## Aim of the exercise
Every line holding "Output" should be copied from the records below.

## Material for the task
※ ※ ※
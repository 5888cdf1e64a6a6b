use async_trait::async_trait;
use log::{error, info};
use sqlx::{
    sqlite::{SqliteConnectOptions, SqlitePool, SqlitePoolOptions, SqliteRow},
    Row,
};
use std::{future::Future, path::Path, str::FromStr, sync::Arc, time::Duration};
use time::OffsetDateTime;
use tokio::{
    fs::create_dir_all,
    sync::{mpsc, oneshot},
};
use uuid::Uuid;

use super::{ArchiveWriter, Error, ReadingsArchive};
use crate::{ArchivedReading, DateRange, Reading};

pub const DB_FILE_NAME: &str = "weather.sqlite";

const READING_COLUMNS: &str = "id, timestamp, temperature_f, humidity_pct, wind_speed_mph,
     wind_direction_deg, pressure_in_hg, dew_point_f, visibility_mi, conditions";

type WriteOperation = std::pin::Pin<Box<dyn Future<Output = ()> + Send>>;

/// Funnels every write through one task so the archive only ever has a single
/// writer, while reads go straight to the pool.
pub struct DatabaseWriter {
    write_tx: mpsc::UnboundedSender<WriteOperation>,
    _handle: tokio::task::JoinHandle<()>,
}

impl Default for DatabaseWriter {
    fn default() -> Self {
        Self::new()
    }
}

impl DatabaseWriter {
    pub fn new() -> Self {
        let (write_tx, mut write_rx) = mpsc::unbounded_channel::<WriteOperation>();

        let handle = tokio::spawn(async move {
            while let Some(future) = write_rx.recv().await {
                future.await;
            }
        });

        Self {
            write_tx,
            _handle: handle,
        }
    }

    pub async fn execute<T, F, Fut>(&self, pool: SqlitePool, operation: F) -> Result<T, Error>
    where
        T: Send + 'static,
        F: FnOnce(SqlitePool) -> Fut + Send + 'static,
        Fut: Future<Output = Result<T, Error>> + Send + 'static,
    {
        let (result_tx, result_rx) = oneshot::channel::<Result<T, Error>>();

        let write_op = Box::pin(async move {
            let result = operation(pool).await;
            let _ = result_tx.send(result);
        });

        self.write_tx
            .send(write_op)
            .map_err(|_| Error::Writer("writer channel closed".to_string()))?;

        result_rx
            .await
            .map_err(|_| Error::Writer("failed to receive write result".to_string()))?
    }
}

#[derive(Clone)]
pub struct Database {
    pool: SqlitePool,
    writer: Arc<DatabaseWriter>,
}

impl Database {
    /// Open (or create) `weather.sqlite` inside `dir` and apply migrations.
    pub async fn new(dir: &str) -> Result<Self, Error> {
        let db_path = Path::new(dir).join(DB_FILE_NAME);

        if let Some(parent) = db_path.parent() {
            create_dir_all(parent).await?;
        }

        let options = SqliteConnectOptions::from_str(&format!("sqlite:{}", db_path.display()))?
            .create_if_missing(true)
            .pragma("journal_mode", "WAL")
            .pragma("synchronous", "NORMAL")
            .pragma("busy_timeout", "5000")
            .pragma("cache_size", "-64000")
            .pragma("temp_store", "MEMORY");

        let pool = SqlitePoolOptions::new()
            .max_connections(5)
            .acquire_timeout(Duration::from_secs(30))
            .connect_with(options)
            .await?;

        let db = Self {
            pool,
            writer: Arc::new(DatabaseWriter::new()),
        };

        db.run_migrations().await?;
        info!("SQLite archive initialized at: {}", db_path.display());

        Ok(db)
    }

    async fn run_migrations(&self) -> Result<(), Error> {
        sqlx::migrate!("./migrations").run(&self.pool).await?;
        Ok(())
    }

    pub fn pool(&self) -> &SqlitePool {
        &self.pool
    }

    /// Checkpoint WAL to the main database file before shutdown.
    pub async fn checkpoint(&self) {
        match sqlx::query("PRAGMA wal_checkpoint(TRUNCATE);")
            .execute(&self.pool)
            .await
        {
            Ok(_) => info!("WAL checkpoint completed successfully"),
            Err(e) => error!("WAL checkpoint failed: {}", e),
        }
    }
}

#[async_trait]
impl ArchiveWriter for Database {
    async fn archive(&self, reading: Reading) -> Result<ArchivedReading, Error> {
        let pool = self.pool.clone();
        let inserted_at = OffsetDateTime::now_utc();
        let row = ArchivedReading::from_reading(Uuid::now_v7(), reading, inserted_at);

        self.writer
            .execute(pool, move |pool| async move {
                sqlx::query(
                    "INSERT INTO weather_readings (
                        id, timestamp, temperature_f, humidity_pct, wind_speed_mph,
                        wind_direction_deg, pressure_in_hg, dew_point_f, visibility_mi,
                        conditions, inserted_at
                    ) VALUES (?, ?, ?, ?, ?, ?, ?, ?, ?, ?, ?)",
                )
                .bind(row.id.to_string())
                .bind(row.timestamp.unix_timestamp())
                .bind(row.temperature_f)
                .bind(row.humidity_pct)
                .bind(row.wind_speed_mph)
                .bind(row.wind_direction_deg)
                .bind(row.pressure_in_hg)
                .bind(row.dew_point_f)
                .bind(row.visibility_mi)
                .bind(&row.conditions)
                .bind(inserted_at.unix_timestamp())
                .execute(&pool)
                .await?;

                Ok(row)
            })
            .await
    }
}

#[async_trait]
impl ReadingsArchive for Database {
    async fn list_readings(
        &self,
        offset: i64,
        limit: i64,
        range: DateRange,
    ) -> Result<Vec<ArchivedReading>, Error> {
        let rows = sqlx::query(&format!(
            "SELECT {READING_COLUMNS} FROM weather_readings
             WHERE (?1 IS NULL OR timestamp >= ?1) AND (?2 IS NULL OR timestamp < ?2)
             ORDER BY timestamp DESC, id DESC
             LIMIT ?3 OFFSET ?4"
        ))
        .bind(range.start_unix())
        .bind(range.end_unix_exclusive())
        .bind(limit)
        .bind(offset)
        .fetch_all(&self.pool)
        .await?;

        rows.iter().map(row_to_reading).collect()
    }

    async fn count_readings(&self, range: DateRange) -> Result<i64, Error> {
        let total: i64 = sqlx::query_scalar(
            "SELECT COUNT(*) FROM weather_readings
             WHERE (?1 IS NULL OR timestamp >= ?1) AND (?2 IS NULL OR timestamp < ?2)",
        )
        .bind(range.start_unix())
        .bind(range.end_unix_exclusive())
        .fetch_one(&self.pool)
        .await?;
        Ok(total)
    }

    async fn readings_ascending(&self, range: DateRange) -> Result<Vec<ArchivedReading>, Error> {
        let rows = sqlx::query(&format!(
            "SELECT {READING_COLUMNS} FROM weather_readings
             WHERE (?1 IS NULL OR timestamp >= ?1) AND (?2 IS NULL OR timestamp < ?2)
             ORDER BY timestamp ASC, id ASC"
        ))
        .bind(range.start_unix())
        .bind(range.end_unix_exclusive())
        .fetch_all(&self.pool)
        .await?;

        rows.iter().map(row_to_reading).collect()
    }

    async fn latest_reading(&self) -> Result<Option<ArchivedReading>, Error> {
        let row = sqlx::query(&format!(
            "SELECT {READING_COLUMNS} FROM weather_readings
             ORDER BY timestamp DESC, id DESC LIMIT 1"
        ))
        .fetch_optional(&self.pool)
        .await?;

        row.as_ref().map(row_to_reading).transpose()
    }

    async fn ping(&self) -> Result<(), Error> {
        sqlx::query("SELECT 1").fetch_one(&self.pool).await?;
        Ok(())
    }
}

fn row_to_reading(row: &SqliteRow) -> Result<ArchivedReading, Error> {
    let id: String = row.try_get("id")?;
    let ts: i64 = row.try_get("timestamp")?;
    let wind_direction_deg: Option<f64> = row.try_get("wind_direction_deg")?;

    Ok(ArchivedReading {
        id: Uuid::parse_str(&id).map_err(|e| Error::CorruptRow(format!("id {id}: {e}")))?,
        timestamp: OffsetDateTime::from_unix_timestamp(ts)
            .map_err(|e| Error::CorruptRow(format!("timestamp {ts}: {e}")))?,
        temperature_f: row.try_get("temperature_f")?,
        humidity_pct: row.try_get("humidity_pct")?,
        wind_speed_mph: row.try_get("wind_speed_mph")?,
        wind_direction_deg,
        wind_direction_cardinal: crate::units::cardinal_or_na(wind_direction_deg).to_string(),
        pressure_in_hg: row.try_get("pressure_in_hg")?,
        dew_point_f: row.try_get("dew_point_f")?,
        visibility_mi: row.try_get("visibility_mi")?,
        conditions: row.try_get("conditions")?,
    })
}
※ ※ ※
## Solution
type WriteOperation = std::pin::Pin<Box<dyn Future<Output = ()> + Send>>;
        Fut: Future<Output = Result<T, Error>> + Send + 'static,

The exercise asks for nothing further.